Naturally, your shark shouldn’t swim around naked, so he’s going to need some stylish attire. Have no fear, there are super cute outfits for your sweet little shark to splash around in. You can choose from a Red & Blue Shark Week 2-pc Swim Set ($14), or even a Shark Week Hawaiian Shirt ($8). As for accessories, he can wear a Shark Week Hat ($7), which might be a little overkill (no pun intended), or he might swing a Surfboard ($8) under his arm and do an aerial. (Bonus points for the crafty moms out there who cut out a mock shark bite on the board.) But if you’re thinking of purchasing a voice box for your shark boy, you can just keep on swimming. Sharks don’t have the capability to make sound, reported PBS, so you might be able to save some dollars there.
The other cool factor is that by introducing sharks as friends and not foes, it makes them less menacing in a way and more relatable. In fact, if you’re looking to make an educational moment out of the shopping experience, you can explain the major differences between the sharks (a whale shark is the largest known fish alive, reported National Geographic, while the tiger shark’s noteworthy stripes fade when it becomes an adult).
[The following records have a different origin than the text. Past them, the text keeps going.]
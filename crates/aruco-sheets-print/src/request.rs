use serde::{Deserialize, Serialize};

/// One marker to print: grid size class, dictionary id and raster side.
#[derive(Clone, Copy, Debug, PartialEq, Eq, Hash, Serialize, Deserialize)]
pub struct MarkerRequest {
    /// Inner bits per side (4 for 4x4 markers).
    pub marker_size: u32,
    pub id: u32,
    /// Raw marker raster side in pixels, before the border is added.
    pub resolution: u32,
}

impl MarkerRequest {
    pub fn new(marker_size: u32, id: u32, resolution: u32) -> Self {
        Self {
            marker_size,
            id,
            resolution,
        }
    }
}
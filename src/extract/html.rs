// src/extract/html.rs
// =============================================================================
// This module pulls URLs out of an HTML page.
//
// We use the `scraper` crate which:
// - Parses HTML into a DOM (Document Object Model)
// - Supports CSS selectors for finding elements
// - Is built on html5ever (Mozilla's HTML parser)
//
// What we look for:
// - <img src>, plus the lazy-loading attributes data-src, data-lazy and
//   data-original (sites often leave src empty until JavaScript runs)
// - background-image: url(...) in any element's style attribute
// - <link rel="stylesheet" href> (fetched later by the extractor)
// - <a href> for finding more pages
//
// Everything here is synchronous: the parsed document never lives across an
// .await, because scraper's Html can't be sent between threads.
// =============================================================================

use super::css;
use scraper::{Html, Selector};
use url::Url;

// Lazy-load attributes, checked on every <img> after its src
const LAZY_ATTRIBUTES: &[&str] = &["data-src", "data-lazy", "data-original"];

/// Image URLs found directly in the page, plus the stylesheets it links.
#[derive(Debug, Default)]
pub struct ImageRefs {
    pub images: Vec<Url>,
    pub stylesheets: Vec<Url>,
}

// Our selectors are constants, so a parse failure is a programmer error
fn selector(css: &'static str) -> Selector {
    Selector::parse(css).expect("static selector is valid")
}

/// Collects image candidates and stylesheet links, all resolved against `page_url`.
pub fn image_refs(html: &str, page_url: &Url) -> ImageRefs {
    let document = Html::parse_document(html);
    let mut refs = ImageRefs::default();

    // <img> tags: src first, then each lazy-load attribute
    for img in document.select(&selector("img")) {
        let element = img.value();
        let attributes = std::iter::once("src").chain(LAZY_ATTRIBUTES.iter().copied());

        for name in attributes {
            if let Some(url) = element.attr(name).and_then(|raw| resolve_url(page_url, raw)) {
                refs.images.push(url);
            }
        }
    }

    // Inline style="background-image: url(...)" on any element
    for styled in document.select(&selector("[style]")) {
        if let Some(style) = styled.value().attr("style") {
            for raw in css::background_image_urls(style) {
                if let Some(url) = resolve_url(page_url, raw) {
                    refs.images.push(url);
                }
            }
        }
    }

    // <link rel="stylesheet"> (rel can hold several tokens, e.g. "preload stylesheet")
    for link in document.select(&selector("link[rel][href]")) {
        let element = link.value();
        let is_stylesheet = element
            .attr("rel")
            .map(|rel| rel.split_ascii_whitespace().any(|t| t.eq_ignore_ascii_case("stylesheet")))
            .unwrap_or(false);

        if is_stylesheet {
            if let Some(url) = element.attr("href").and_then(|raw| resolve_url(page_url, raw)) {
                refs.stylesheets.push(url);
            }
        }
    }

    refs
}

/// Every `<a href>` on the page as an absolute URL, without its #fragment.
pub fn anchor_links(html: &str, page_url: &Url) -> Vec<Url> {
    let document = Html::parse_document(html);

    document
        .select(&selector("a[href]"))
        .filter_map(|a| a.value().attr("href"))
        .filter_map(|href| resolve_url(page_url, href))
        .map(|mut url| {
            url.set_fragment(None);
            url
        })
        .collect()
}

// Resolves a possibly-relative URL to an absolute URL
//
// Examples:
//   base = "https://example.com/page/"
//   raw = "/docs" -> Some("https://example.com/docs")
//   raw = "../other" -> Some("https://example.com/other")
//   raw = "javascript:void(0)" -> None (not HTTP)
//   raw = "data:image/png;base64,..." -> None (nothing to fetch)
pub fn resolve_url(base: &Url, raw: &str) -> Option<Url> {
    let raw = raw.trim();
    if raw.is_empty() {
        return None;
    }

    let url = base.join(raw).ok()?;
    match url.scheme() {
        "http" | "https" => Some(url),
        _ => None,
    }
}

// -----------------------------------------------------------------------------
// BEGINNER NOTES:
//
// 1. What is a Selector?
//    - A CSS selector, like in document.querySelectorAll() in JavaScript
//    - "link[rel][href]" means: <link> elements that have both attributes
//    - document.select() returns an iterator over matching elements
//
// 2. Why does resolve_url return Option?
//    - Some hrefs can't become a fetchable URL (javascript:, mailto:, data:)
//    - None lets filter_map() drop them without any special casing
//
// 3. What is std::iter::once(...).chain(...)?
//    - once() makes an iterator with a single item
//    - chain() glues a second iterator onto the end
//    - Here: "src" first, then every lazy-load attribute
//
// 4. Why `mut url` inside map()?
//    - set_fragment() changes the URL in place
//    - The closure owns each URL, so it can mutate it and hand it back
// -----------------------------------------------------------------------------

#[cfg(test)]
mod tests {
    use super::*;

    fn page() -> Url {
        Url::parse("https://example.test/gallery/index.html").unwrap()
    }

    fn strings(urls: &[Url]) -> Vec<&str> {
        urls.iter().map(Url::as_str).collect()
    }

    #[test]
    fn test_img_src_is_resolved() {
        let refs = image_refs(r#"<img src="/a.png"><img src="thumbs/b.jpg">"#, &page());
        assert_eq!(
            strings(&refs.images),
            vec!["https://example.test/a.png", "https://example.test/gallery/thumbs/b.jpg"]
        );
    }

    #[test]
    fn test_lazy_src_without_src() {
        let refs = image_refs(r#"<img data-src="/lazy.jpg" alt="lazy">"#, &page());
        assert_eq!(strings(&refs.images), vec!["https://example.test/lazy.jpg"]);
    }

    #[test]
    fn test_all_lazy_attributes_are_checked() {
        let html = r#"<img src="/s.png" data-src="/1.png" data-lazy="/2.png" data-original="/3.png">"#;
        let refs = image_refs(html, &page());
        assert_eq!(
            strings(&refs.images),
            vec![
                "https://example.test/s.png",
                "https://example.test/1.png",
                "https://example.test/2.png",
                "https://example.test/3.png",
            ]
        );
    }

    #[test]
    fn test_inline_background_image() {
        let html = r#"<div style="background-image: url('/bg/hero.jpg')">Hi</div>"#;
        let refs = image_refs(html, &page());
        assert_eq!(strings(&refs.images), vec!["https://example.test/bg/hero.jpg"]);
    }

    #[test]
    fn test_stylesheets_are_collected() {
        let html = r#"
            <link rel="stylesheet" href="/css/site.css">
            <link rel="Preload Stylesheet" href="extra.css">
            <link rel="icon" href="/favicon.ico">
        "#;
        let refs = image_refs(html, &page());
        assert_eq!(
            strings(&refs.stylesheets),
            vec!["https://example.test/css/site.css", "https://example.test/gallery/extra.css"]
        );
        assert!(refs.images.is_empty());
    }

    #[test]
    fn test_skips_empty_and_data_uris() {
        let html = r#"<img src=""><img src="data:image/gif;base64,R0lGODlh"><img src="  /ok.gif ">"#;
        let refs = image_refs(html, &page());
        assert_eq!(strings(&refs.images), vec!["https://example.test/ok.gif"]);
    }

    #[test]
    fn test_anchor_links_drop_fragments_and_non_http() {
        let html = r##"
            <a href="/about#team">About</a>
            <a href="#top">Top</a>
            <a href="mailto:someone@example.test">Mail</a>
            <a href="https://other.test/">Elsewhere</a>
        "##;
        let links = anchor_links(html, &page());
        assert_eq!(
            strings(&links),
            vec![
                "https://example.test/about",
                "https://example.test/gallery/index.html",
                "https://other.test/",
            ]
        );
    }
}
While both are predators, the whale shark is a filter feeder and is gentler, while a tiger shark has an appetite for almost anything.
Sadly, since the sharks are plush, they’re not exactly water-resistant, which might lead to some tears when you have to explain to your little one why Sharkie can’t take a dip with him at the pool or beach. But he can make major waves in the family’s washing machine, which should restore him back to his original beauty (just make sure to remove his voice box if you do opt to get one).
So when you swing by Build-A-Bear expecting to build, say, a horse or a unicorn, don’t be surprised if your child chooses to take a bite out of the moment by opting for these splashtastic sharks instead. Even if you’re not into sharks because, you know, they’re dangerous hunters who sometimes snack on unsuspecting swimmers, your child might be. And if at the end of the day, you wind up singing that "Baby Shark" song, blame Build-A-Bear (and Shark Week) for it.
All together now: “Baby Shark, doo doo doo doo doo doo… ”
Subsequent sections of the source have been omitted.